Skip to main content
Slack issues two separate access tokens during OAuth:
  • Bot Token (starts with xoxb-): Used for actions performed by your app’s bot
  • User Token (starts with xoxp-): Used for actions performed on behalf of the authorizing user
Important: By default, Nango uses the bot token as the primary access token. This means when you make API calls through Nango’s proxy, it will use the bot token by default.

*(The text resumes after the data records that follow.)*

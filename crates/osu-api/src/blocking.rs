//! Synchronous facade over `OsuClient`
//!
//! Owns a multi-threaded tokio runtime. `block_on` may be called from many
//! threads at once, so one `BlockingClient` (behind an `Arc`) can serve a
//! whole thread pool with the same limiter, credential and transport.
//! Must not be created or dropped from inside an async context.

use std::sync::Arc;

use osu_auth::CredentialHolder;
use serde::de::DeserializeOwned;
use tokio::runtime::Runtime;

use crate::client::OsuClient;
use crate::config::ClientConfig;
use crate::error::{Error, Result};
use crate::models::{
    BeatmapAttributes, BeatmapExtended, BeatmapScores, BeatmapUserScore, BeatmapUserScores,
    Beatmaps, Mod, Ruleset, Score, ScoreScope, UserExtended,
};
use crate::ops::{self, BeatmapLookup, Call};

pub struct BlockingClient {
    runtime: Runtime,
    client: OsuClient,
}

impl BlockingClient {
    pub fn new(credential: Arc<dyn CredentialHolder>, config: ClientConfig) -> Result<Self> {
        let runtime = tokio::runtime::Builder::new_multi_thread()
            .enable_all()
            .thread_name("osu-api")
            .build()
            .map_err(|e| Error::Io(format!("building runtime: {e}")))?;
        let client = {
            let _guard = runtime.enter();
            OsuClient::new(credential, config)?
        };
        Ok(Self { runtime, client })
    }

    pub fn client(&self) -> &OsuClient {
        &self.client
    }

    pub fn call<T: DeserializeOwned>(&self, call: Call<T>) -> Result<T> {
        self.runtime.block_on(self.client.call(call))
    }

    pub fn start_pool(&self) -> Result<()> {
        self.runtime.block_on(self.client.start_pool())
    }

    pub fn stop_pool(&self) {
        self.runtime.block_on(self.client.stop_pool())
    }

    pub fn set_rate_limit(&self, requests_per_minute: u32) {
        self.runtime
            .block_on(self.client.set_rate_limit(requests_per_minute))
    }

    pub fn beatmap_lookup(&self, lookup: &BeatmapLookup) -> Result<BeatmapExtended> {
        self.call(ops::beatmap_lookup(lookup))
    }

    pub fn beatmap(&self, beatmap_id: u64) -> Result<BeatmapExtended> {
        self.call(ops::beatmap(beatmap_id))
    }

    pub fn user_beatmap_score(
        &self,
        beatmap_id: u64,
        user_id: u64,
        mode: Option<Ruleset>,
        mods: &[Mod],
    ) -> Result<BeatmapUserScore> {
        self.call(ops::user_beatmap_score(beatmap_id, user_id, mode, mods))
    }

    pub fn user_beatmap_scores(
        &self,
        beatmap_id: u64,
        user_id: u64,
        mode: Option<Ruleset>,
    ) -> Result<BeatmapUserScores> {
        self.call(ops::user_beatmap_scores(beatmap_id, user_id, mode))
    }

    pub fn beatmap_scores(
        &self,
        beatmap_id: u64,
        mode: Option<Ruleset>,
        mods: &[Mod],
        scope: ScoreScope,
    ) -> Result<BeatmapScores> {
        self.call(ops::beatmap_scores(beatmap_id, mode, mods, scope))
    }

    pub fn beatmaps(&self, ids: &[u64]) -> Result<Beatmaps> {
        self.call(ops::beatmaps(ids))
    }

    pub fn beatmap_attributes(
        &self,
        beatmap_id: u64,
        mods: &[Mod],
        ruleset: Option<Ruleset>,
        ruleset_id: Option<u8>,
    ) -> Result<BeatmapAttributes> {
        self.call(ops::beatmap_attributes(beatmap_id, mods, ruleset, ruleset_id))
    }

    pub fn score(&self, mode: Ruleset, score_id: u64) -> Result<Score> {
        self.call(ops::score(mode, score_id))
    }

    pub fn me(&self, mode: Option<Ruleset>) -> Result<UserExtended> {
        self.call(ops::me(mode))
    }
}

When You Need the User Token

Some Slack API endpoints require user-scoped permissions and will only accept user tokens (e.g., certain user profile operations). If you try to call these endpoints with the bot token, Slack will reject the request.

How to Use the User Token

  1. Fetch the raw connection to get the user token:
import { Nango } from '@nangohq/node';

const nango = new Nango({ secretKey: '<NANGO-SECRET-KEY>' });

// Fetch the connection with raw credentials
const connection = await nango.getConnection(
  '<INTEGRATION-ID>',
  '<CONNECTION-ID>'
);

// The user token is in the raw response
const userToken = connection.credentials.raw.authed_user?.access_token;
  1. Override the authorization header when making proxy calls:
// Use the user token by overriding the auth header
const response = await nango.get({
  endpoint: '/users.profile.get',
  providerConfigKey: '<INTEGRATION-ID>',
  connectionId: '<CONNECTION-ID>',
  headers: {
    'nango-proxy-authorization': `Bearer ${userToken}`
  }
});

When Creating Connections in Nango

If you need user tokens for your integration, you can specify user scopes when creating a connect session: 
const { data } = await nango.createConnectSession({
  end_user_id: '<END-USER-ID>',
  integrations_config_defaults: {
    "slack": {
      user_scopes: "users.profile:read, chat:write"
    }
  }
});
For more details on Slack’s OAuth implementation, see Slack’s OAuth documentation.